As I have said, I am intrigued by the format. I am 51 and my ears won't hear anything above 16KHz... In fact, my ears can't tell the difference between High Res music and CD quality (or even lossy compressed for that matter). This doesn't stop me from enjoying it. It also doesn't cause my inquisitive mind to shut off.
Here's the noise spectrum of an unfiltered DSD track, converted to 352.8kHz PCM:
I've marked -96dB, -144dB, and 25kHz points.
-96dB is the noise floor for
undithered 16-bit PCM.
-144dB is the noise floor for
undithered 24-bit PCM.
25kHz is the point at which the noise floor rises above -144dB.
So if we make a naive comparison, you could say that DSD has lower noise than PCM in the audio band (20-20K), and its frequency response would match approximately 50kHz PCM. (sample rate must be twice your highest frequency to avoid aliasing)
Or if you work in marketing, you would say that DSD's frequency response extends to ~54kHz, since that's approximately where it crosses the -96dB mark, which you could say is approximately 96kHz PCM.
But that is compared to
undithered PCM.
With flat TPDF dithering (well, a 3dB tilt as is typical) the noise floor for 16-bit PCM drops to about -140dB, and 24-bit PCM drops to about -190dB.
With noise shaped TPDF dither, the noise floor for 24-bit PCM drops to below -240dB.
Higher sample rates allow for lower noise in the audio band, since you can shift the noise into even higher frequencies.
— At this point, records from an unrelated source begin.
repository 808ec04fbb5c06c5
use redis::RedisResult;

#[derive(Clone)]
pub struct RedisClient {
    client: redis::Client,
}

impl RedisClient {
    pub async fn new(connection_string: &str) -> Result<Self, redis::RedisError> {
        let client = redis::Client::open(connection_string)?;
        Ok(Self { client })
    }

    /// Fixed-window counter. Returns `true` while `key` is within `limit`
    /// hits for the current window.
    pub async fn check_rate_limit(&self, key: &str, limit: i64, window_seconds: i64) -> RedisResult<bool> {
        let mut conn = self.client.get_multiplexed_async_connection().await?;

        let (count,): (i64,) = redis::pipe()
            .atomic()
            .incr(key, 1)
            .expire(key, window_seconds)
            .ignore()
            .query_async(&mut conn)
            .await?;

        Ok(count <= limit)
    }
}

pub fn rate_limit_key(client: &str) -> String {
    format!("ratelimit:{}", client)
}

#[cfg(test)]
mod tests {
    use super::*;

    #[test]
    fn test_rate_limit_key_is_namespaced() {
        assert_eq!(rate_limit_key("10.0.0.1"), "ratelimit:10.0.0.1");
    }

    #[tokio::test]
    async fn test_client_rejects_malformed_url() {
        assert!(RedisClient::new("not a url").await.is_err());
    }
}
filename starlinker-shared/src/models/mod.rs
pub mod events;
Here, I used 192kHz.
DSD also has problems with an uneven noise floor. It's not flat like PCM, since there are insufficient bits to fully dither the signal.
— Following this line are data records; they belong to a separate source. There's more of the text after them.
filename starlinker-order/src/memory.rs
use async_trait::async_trait;
use std::collections::HashMap;
use tokio::sync::RwLock;
use uuid::Uuid;
use starlinker_catalog::{inventory, CatalogError, InventoryError, Product, ProductRepository};

use crate::delivery::Delivery;
use crate::models::{Order, OrderItem};
use crate::review::Review;
use crate::store::{
    DeliveryDetails, DeliveryTransition, FulfillmentStore, OrderRecord, Placement, StoreError,
};

#[derive(Default)]
struct State {
    products: HashMap<Uuid, Product>,
    orders: HashMap<Uuid, Order>,
    items: HashMap<Uuid, Vec<OrderItem>>,
    deliveries: HashMap<Uuid, Delivery>,
    delivery_by_order: HashMap<Uuid, Uuid>,
    reviews: Vec<Review>,
}

impl State {
    fn record(&self, order: &Order) -> Result<OrderRecord, StoreError> {
        let delivery = self
            .delivery_by_order
            .get(&order.id)
            .and_then(|id| self.deliveries.get(id))
            .ok_or_else(|| StoreError::Backend(format!("order {} has no delivery", order.id)))?;

        Ok(OrderRecord {
            order: order.clone(),
            items: self.items.get(&order.id).cloned().unwrap_or_default(),
            delivery: delivery.clone(),
        })
    }
}

/// In-process store. Every mutation runs under one write lock, which gives
/// the same all-or-nothing behaviour as a database transaction.
#[derive(Default)]
pub struct MemoryStore {
    state: RwLock<State>,
}

impl MemoryStore {
    pub fn new() -> Self {
        Self::default()
    }

    /// Stock level of a product, for inspection
    pub async fn stock_of(&self, product_id: Uuid) -> Option<i32> {
        self.state
            .read()
            .await
            .products
            .get(&product_id)
            .map(|p| p.stock_quantity)
    }

    /// Change a listing's price, as a seller would
    pub async fn set_price(&self, product_id: Uuid, price: i64) -> Result<(), StoreError> {
        let mut state = self.state.write().await;
        let product = state
            .products
            .get_mut(&product_id)
            .ok_or_else(|| StoreError::NotFound(product_id.to_string()))?;
        product.price = price;
        Ok(())
    }
}

#[async_trait]
impl ProductRepository for MemoryStore {
    async fn create_product(&self, product: &Product) -> Result<(), CatalogError> {
        let mut state = self.state.write().await;
        if state.products.contains_key(&product.id) {
            return Err(CatalogError::Invalid(format!("duplicate product id {}", product.id)));
        }
        state.products.insert(product.id, product.clone());
        Ok(())
    }

    async fn get_product(&self, id: Uuid) -> Result<Option<Product>, CatalogError> {
        Ok(self.state.read().await.products.get(&id).cloned())
    }

    async fn get_products(&self, ids: &[Uuid]) -> Result<Vec<Product>, CatalogError> {
        let state = self.state.read().await;
        Ok(ids.iter().filter_map(|id| state.products.get(id).cloned()).collect())
    }
}

#[async_trait]
impl FulfillmentStore for MemoryStore {
    async fn commit_placement(&self, placement: &Placement) -> Result<(), StoreError> {
        let mut state = self.state.write().await;

        // Check everything before touching anything.
        for (product_id, quantity) in &placement.stock {
            let product = state
                .products
                .get(product_id)
                .ok_or_else(|| StoreError::ProductUnavailable(product_id.to_string()))?;
            inventory::check_stock(product, *quantity).map_err(StoreError::from)?;
        }
        if state.orders.contains_key(&placement.order.id) {
            return Err(StoreError::Duplicate(format!("order {}", placement.order.id)));
        }

        for (product_id, quantity) in &placement.stock {
            if let Some(product) = state.products.get_mut(product_id) {
                inventory::decrement(product, *quantity).map_err(StoreError::from)?;
            }
        }

        let order_id = placement.order.id;
        state.orders.insert(order_id, placement.order.clone());
        state.items.insert(order_id, placement.items.clone());
        state.delivery_by_order.insert(order_id, placement.delivery.id);
        state.deliveries.insert(placement.delivery.id, placement.delivery.clone());
        Ok(())
    }

    async fn get_order(&self, order_id: Uuid) -> Result<Option<OrderRecord>, StoreError> {
        let state = self.state.read().await;
        match state.orders.get(&order_id) {
            Some(order) => Ok(Some(state.record(order)?)),
            None => Ok(None),
        }
    }

    async fn list_orders_for_buyer(
        &self,
        buyer_id: Uuid,
    ) -> Result<Vec<OrderRecord>, StoreError> {
        let state = self.state.read().await;
        let mut records = state
            .orders
            .values()
            .filter(|o| o.buyer_id == buyer_id)
            .map(|o| state.record(o))
            .collect::<Result<Vec<_>, _>>()?;
        records.sort_by(|a, b| b.order.created_at.cmp(&a.order.created_at));
        Ok(records)
    }

    async fn get_delivery(&self, delivery_id: Uuid) -> Result<Option<Delivery>, StoreError> {
        Ok(self.state.read().await.deliveries.get(&delivery_id).cloned())
    }

    async fn list_deliveries(&self) -> Result<Vec<(Delivery, Order)>, StoreError> {
        let state = self.state.read().await;
        let mut rows: Vec<(Delivery, Order)> = state
            .deliveries
            .values()
            .filter_map(|d| state.orders.get(&d.order_id).map(|o| (d.clone(), o.clone())))
            .collect();
        rows.sort_by(|a, b| b.0.created_at.cmp(&a.0.created_at));
        Ok(rows)
    }

    async fn transition_delivery(
        &self,
        transition: &DeliveryTransition,
    ) -> Result<Delivery, StoreError> {
        let mut state = self.state.write().await;

        let delivery = state
            .deliveries
            .get_mut(&transition.delivery_id)
            .ok_or_else(|| StoreError::NotFound(transition.delivery_id.to_string()))?;
        if delivery.status != transition.expected {
            return Err(StoreError::StatusConflict { actual: delivery.status });
        }

        delivery
            .advance(transition.next, transition.location.clone(), transition.at)
            .map_err(|e| StoreError::StatusConflict { actual: e.from })?;
        let updated = delivery.clone();

        if let Some(status) = transition.order_status {
            if let Some(order) = state.orders.get_mut(&transition.order_id) {
                order.status = status;
                order.updated_at = transition.at;
            }
        }

        if transition.restock {
            let items = state.items.get(&transition.order_id).cloned().unwrap_or_default();
            for item in items {
                if let Some(product) = state.products.get_mut(&item.product_id) {
                    inventory::restock(product, item.quantity);
                }
            }
        }

        Ok(updated)
    }

    async fn update_delivery_details(
        &self,
        details: &DeliveryDetails,
    ) -> Result<Delivery, StoreError> {
        let mut state = self.state.write().await;

        let delivery = state
            .deliveries
            .get_mut(&details.delivery_id)
            .ok_or_else(|| StoreError::NotFound(details.delivery_id.to_string()))?;
        if delivery.status != details.expected {
            return Err(StoreError::StatusConflict { actual: delivery.status });
        }

        if let Some(location) = &details.location {
            delivery.current_location = Some(location.clone());
        }
        if let Some(eta) = details.estimated_delivery {
            delivery.estimated_delivery = Some(eta);
        }
        delivery.updated_at = details.at;
        Ok(delivery.clone())
    }

    async fn insert_review(&self, review: &Review) -> Result<(), StoreError> {
        let mut state = self.state.write().await;
        let exists = state
            .reviews
            .iter()
            .any(|r| r.order_id == review.order_id && r.product_id == review.product_id);
        if exists {
            return Err(StoreError::Duplicate(format!(
                "review for order {} product {}",
                review.order_id, review.product_id
            )));
        }
        state.reviews.push(review.clone());
        Ok(())
    }

    async fn reviews_for_order(&self, order_id: Uuid) -> Result<Vec<Review>, StoreError> {
        let state = self.state.read().await;
        Ok(state.reviews.iter().filter(|r| r.order_id == order_id).cloned().collect())
    }

    async fn reviews_for_product(&self, product_id: Uuid) -> Result<Vec<Review>, StoreError> {
        let state = self.state.read().await;
        Ok(state.reviews.iter().filter(|r| r.product_id == product_id).cloned().collect())
    }
}

impl From<InventoryError> for StoreError {
    fn from(err: InventoryError) -> Self {
        match err {
            InventoryError::InsufficientStock { product_id, requested, available } => {
                StoreError::InsufficientStock { product_id, requested, available }
            }
            InventoryError::NotFound(id) | InventoryError::Inactive(id) => {
                StoreError::ProductUnavailable(id)
            }
        }
    }
}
While it may be around -190dB or so at the lower end of the spectrum, it rises to about -160dB around 7-8kHz, which puts it somewhere in-between 16-bit and 24-bit PCM if you consider the entire audio band. That's why it's compared to approximately 20-bit PCM.
But this is all unnecessary anyway, because no audio system in existence has a noise floor that low, and even if such a system were to exist, it would be masked by environmental noise anyway.
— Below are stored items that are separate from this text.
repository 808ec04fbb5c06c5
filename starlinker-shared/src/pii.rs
use serde::{Serialize, Deserialize, Serializer};
use std::fmt;

/// Wraps personal data (phone numbers, street addresses) so it never shows up in
/// `Debug`/`Display` output, while still serializing the real value.
#[derive(Clone, PartialEq, Eq, Deserialize)]
#[serde(transparent)]
pub struct Masked<T>(pub T);

impl<T> fmt::Debug for Masked<T> {
    fn fmt(&self, f: &mut fmt::Formatter<'_>) -> fmt::Result {
        write!(f, "********")
    }
}

impl<T> fmt::Display for Masked<T> {
    fn fmt(&self, f: &mut fmt::Formatter<'_>) -> fmt::Result {
        write!(f, "********")
    }
}

impl<T: Serialize> Serialize for Masked<T> {
    fn serialize<S>(&self, serializer: S) -> Result<S::Ok, S::Error>
    where
        S: Serializer,
    {
        self.0.serialize(serializer)
    }
}

impl<T> Masked<T> {
    pub fn expose(&self) -> &T {
        &self.0
    }
}

impl<T> From<T> for Masked<T> {
    fn from(value: T) -> Self {
        Self(value)
    }
}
Not to mention that if you're listening to music so loud that you can hear even a -96dB noise floor from undithered 16-bit playback, you will be deaf in no time.
Using 24-bit in production allows you to record at lower volume levels which means that the audio is far less likely to clip/saturate when things get loud.
For release, the gain will be normalized so that all the audio information is well above -96dB and thus there is no need for 24-bit as a distribution format.
High sample rates are used in production because it means that spurious tones will be sampled correctly instead of causing aliasing, which allows them to be filtered out when converted to a 44.1/48kHz format for release.
If you're buying the high-res tracks, all you're getting is additional noise that is beyond the range of human hearing, which has the possibility of causing aliasing in your playback system - and that
will be audible.
Some of these tracks just have continuous or repeating tones around 30kHz or so, and the rest of it is just noise. If you filter out anything below 20kHz or so, and then pitch-down the high frequency content so that we can hear it, there's nothing of value there.
The reason I have DSD tracks in my library is because they're the only way to get 5.1 mixes for some albums, or because I don't want to buy them again just to get a DVD-A/Blu-ray version of the same thing.